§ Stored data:
[Start of Attachment]

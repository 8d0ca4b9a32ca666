// libs/appointment-cell/tests/booking_flow_test.rs
use std::sync::atomic::{AtomicUsize, Ordering};
use std::sync::Arc;

use anyhow::anyhow;
use assert_matches::assert_matches;
use async_trait::async_trait;
use chrono::{NaiveDate, NaiveTime, Timelike};
use rust_decimal::Decimal;
use uuid::Uuid;

use appointment_cell::models::{
    AppointmentStatus, BookingError, CheckOutcome, CreateAppointmentRequest, EntityKind, Professional,
    RescheduleAppointmentRequest, Service, ValidationRequest,
};
use appointment_cell::services::cache::CacheInvalidator;
use appointment_cell::services::notifications::{AppointmentNotification, NotificationKind, Notifier};
use appointment_cell::services::{LogCacheInvalidator, LogNotifier};
use appointment_cell::store::{BookingStore, MemoryBookingStore};
use appointment_cell::AppointmentState;
use shared_utils::test_utils::TestConfig;

struct Fixture {
    state: AppointmentState,
    store: Arc<MemoryBookingStore>,
    business_id: Uuid,
    corte: Service,
    escova: Service,
    ana: Professional,
}

async fn fixture_with(notifier: Arc<dyn Notifier>, cache: Arc<dyn CacheInvalidator>) -> Fixture {
    let store = Arc::new(MemoryBookingStore::new());
    let business_id = Uuid::new_v4();

    let corte = store.add_service(business_id, "Corte", 30, Decimal::new(4000, 2)).await;
    let escova = store.add_service(business_id, "Escova", 45, Decimal::new(5000, 2)).await;
    store.add_service(business_id, "Manicure", 30, Decimal::new(3500, 2)).await;
    let ana = store.add_professional(business_id, "Ana Souza").await;
    store.add_professional(business_id, "João Pedro").await;

    let state = AppointmentState::new(TestConfig::default().to_arc(), store.clone(), notifier, cache);

    Fixture { state, store, business_id, corte, escova, ana }
}

async fn fixture() -> Fixture {
    fixture_with(Arc::new(LogNotifier), Arc::new(LogCacheInvalidator)).await
}

// 2030-01-07 is a Monday; with no configured hours every day is open 09:00-19:00.
fn booking_date() -> NaiveDate {
    NaiveDate::from_ymd_opt(2030, 1, 7).unwrap()
}

fn time(hour: u32, minute: u32) -> NaiveTime {
    NaiveTime::from_hms_opt(hour, minute, 0).unwrap()
}
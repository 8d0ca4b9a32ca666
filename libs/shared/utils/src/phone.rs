//! Client phone numbers are the durable key for client lookup, so every entry
//! point reduces them to digits with a country code before touching the store.

const MIN_NATIONAL_DIGITS: usize = 8;
const MAX_NATIONAL_DIGITS: usize = 11;

/// Normalizes free-form phone input (`(11) 98765-4321`, `+55 11 98765 4321`,
/// `whatsapp:+5511987654321`) into digits-only with country code.
///
/// Returns `None` when the input has too few digits to be a phone number.
pub fn normalize_phone(raw: &str, default_country_code: &str) -> Option<String> {
    let trimmed = raw.trim();
    let international = trimmed.contains('+');

    let mut digits: String = trimmed.chars().filter(|c| c.is_ascii_digit()).collect();

    if !international && digits.starts_with("00") {
        digits.drain(..2);
        return (digits.len() > MIN_NATIONAL_DIGITS).then_some(digits);
    }

    if international {
        return (digits.len() > MIN_NATIONAL_DIGITS).then_some(digits);
    }

    // Trunk prefix used when dialing long distance inside the country.
    let national = digits.trim_start_matches('0');

    if national.len() > MAX_NATIONAL_DIGITS && national.starts_with(default_country_code) {
        return Some(national.to_string());
    }

    if (MIN_NATIONAL_DIGITS..=MAX_NATIONAL_DIGITS).contains(&national.len()) {
        return Some(format!("{}{}", default_country_code, national));
    }

    (national.len() > MAX_NATIONAL_DIGITS).then(|| national.to_string())
}
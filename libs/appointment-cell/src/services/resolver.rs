// libs/appointment-cell/src/services/resolver.rs
use std::sync::Arc;

use async_trait::async_trait;
use tracing::debug;
use unicode_normalization::char::is_combining_mark;
use unicode_normalization::UnicodeNormalization;
use uuid::Uuid;

use crate::models::{BookingError, EntityKind, Named, Professional, Resolution, Service};
use crate::store::{BookingStore, StoreError};

/// Upper bound on suggestion lists returned to callers.
pub const MAX_SUGGESTIONS: usize = 5;

/// Lowercased, accent-stripped form used for substring matching.
pub fn fold_name(raw: &str) -> String {
    raw.trim()
        .nfd()
        .filter(|c| !is_combining_mark(*c))
        .collect::<String>()
        .to_lowercase()
}

pub fn name_matches(name: &str, folded_query: &str) -> bool {
    fold_name(name).contains(folded_query)
}

/// Alphabetically-first candidate wins; at most `MAX_SUGGESTIONS` are kept.
pub fn substring_resolution<T: Named + Clone>(mut candidates: Vec<T>) -> Resolution<T> {
    candidates.sort_by(|a, b| {
        fold_name(a.name())
            .cmp(&fold_name(b.name()))
            .then_with(|| a.name().cmp(b.name()))
    });
    candidates.truncate(MAX_SUGGESTIONS);

    match candidates.first().cloned() {
        Some(primary) => Resolution::SubstringMatch { primary, candidates },
        None => Resolution::NoMatch { suggestions: Vec::new() },
    }
}

/// Per-entity store lookups behind the shared resolution tiers.
#[async_trait]
trait Catalog: Named + Clone + Send + Sync + Sized + 'static {
    const KIND: EntityKind;

    async fn by_id(store: &dyn BookingStore, business_id: Uuid, id: Uuid) -> Result<Option<Self>, StoreError>;
    async fn by_exact_name(store: &dyn BookingStore, business_id: Uuid, name: &str) -> Result<Option<Self>, StoreError>;
    async fn like(store: &dyn BookingStore, business_id: Uuid, folded: &str) -> Result<Vec<Self>, StoreError>;
    /// Alternatives offered when nothing matched.
    async fn fallback(store: &dyn BookingStore, business_id: Uuid) -> Result<Vec<Self>, StoreError>;
}

#[async_trait]
impl Catalog for Service {
    const KIND: EntityKind = EntityKind::Service;

    async fn by_id(store: &dyn BookingStore, business_id: Uuid, id: Uuid) -> Result<Option<Self>, StoreError> {
        store.find_service_by_id(business_id, id).await
    }

    async fn by_exact_name(store: &dyn BookingStore, business_id: Uuid, name: &str) -> Result<Option<Self>, StoreError> {
        store.find_service_by_exact_name(business_id, name).await
    }

    async fn like(store: &dyn BookingStore, business_id: Uuid, folded: &str) -> Result<Vec<Self>, StoreError> {
        store.find_services_like(business_id, folded).await
    }

    async fn fallback(store: &dyn BookingStore, business_id: Uuid) -> Result<Vec<Self>, StoreError> {
        store.list_services(business_id, Some(MAX_SUGGESTIONS)).await
    }
}

#[async_trait]
impl Catalog for Professional {
    const KIND: EntityKind = EntityKind::Professional;

    async fn by_id(store: &dyn BookingStore, business_id: Uuid, id: Uuid) -> Result<Option<Self>, StoreError> {
        store.find_professional_by_id(business_id, id).await
    }

    async fn by_exact_name(store: &dyn BookingStore, business_id: Uuid, name: &str) -> Result<Option<Self>, StoreError> {
        store.find_professional_by_exact_name(business_id, name).await
    }

    async fn like(store: &dyn BookingStore, business_id: Uuid, folded: &str) -> Result<Vec<Self>, StoreError> {
        store.find_professionals_like(business_id, folded).await
    }

    // Callers list professionals themselves when they want alternatives.
    async fn fallback(_store: &dyn BookingStore, _business_id: Uuid) -> Result<Vec<Self>, StoreError> {
        Ok(Vec::new())
    }
}

/// Turns a canonical id or a free-text name into a catalog record.
///
/// Tiers, first non-empty wins:
/// 1. a UUID-shaped reference is fetched by id and never name-matched
/// 2. exact, case-sensitive name
/// 3. case- and accent-insensitive substring, alphabetical-first
///
/// "Not found" is a `Resolution::NoMatch`, not an error; only store failures
/// produce `Err`.
#[derive(Clone)]
pub struct EntityResolver {
    store: Arc<dyn BookingStore>,
}

impl EntityResolver {
    pub fn new(store: Arc<dyn BookingStore>) -> Self {
        Self { store }
    }

    pub async fn resolve_service(&self, business_id: Uuid, reference: &str) -> Result<Resolution<Service>, BookingError> {
        self.resolve::<Service>(business_id, reference).await
    }

    pub async fn resolve_professional(
        &self,
        business_id: Uuid,
        reference: &str,
    ) -> Result<Resolution<Professional>, BookingError> {
        self.resolve::<Professional>(business_id, reference).await
    }

    async fn resolve<T: Catalog>(&self, business_id: Uuid, reference: &str) -> Result<Resolution<T>, BookingError> {
        let store = self.store.as_ref();
        let reference = reference.trim();

        if reference.is_empty() {
            return Ok(Resolution::NoMatch { suggestions: T::fallback(store, business_id).await? });
        }

        if let Ok(id) = Uuid::parse_str(reference) {
            return Ok(match T::by_id(store, business_id, id).await? {
                Some(found) => Resolution::Canonical(found),
                None => {
                    debug!("{} id {} does not exist in business {}", T::KIND, id, business_id);
                    Resolution::NoMatch { suggestions: T::fallback(store, business_id).await? }
                }
            });
        }

        if let Some(found) = T::by_exact_name(store, business_id, reference).await? {
            return Ok(Resolution::ExactMatch(found));
        }

        let folded = fold_name(reference);
        let candidates: Vec<T> = T::like(store, business_id, &folded)
            .await?
            .into_iter()
            .filter(|candidate| name_matches(candidate.name(), &folded))
            .collect();

        if !candidates.is_empty() {
            debug!("{} '{}' matched {} candidate(s) by substring", T::KIND, reference, candidates.len());
            return Ok(substring_resolution(candidates));
        }

        debug!("{} '{}' not found in business {}", T::KIND, reference, business_id);
        Ok(Resolution::NoMatch { suggestions: T::fallback(store, business_id).await? })
    }
}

[End of Attachment]

§ Your task: Set down, exactly as written, each line of the data from its opening line through the one containing "use appointment_cell::AppointmentState;". Output nothing more.

§ Exercise result:
repository 8d0ca4b9a32ca666
// libs/appointment-cell/tests/booking_flow_test.rs
use std::sync::atomic::{AtomicUsize, Ordering};
use std::sync::Arc;

use anyhow::anyhow;
use assert_matches::assert_matches;
use async_trait::async_trait;
use chrono::{NaiveDate, NaiveTime, Timelike};
use rust_decimal::Decimal;
use uuid::Uuid;

use appointment_cell::models::{
    AppointmentStatus, BookingError, CheckOutcome, CreateAppointmentRequest, EntityKind, Professional,
    RescheduleAppointmentRequest, Service, ValidationRequest,
};
use appointment_cell::services::cache::CacheInvalidator;
use appointment_cell::services::notifications::{AppointmentNotification, NotificationKind, Notifier};
use appointment_cell::services::{LogCacheInvalidator, LogNotifier};
use appointment_cell::store::{BookingStore, MemoryBookingStore};
use appointment_cell::AppointmentState;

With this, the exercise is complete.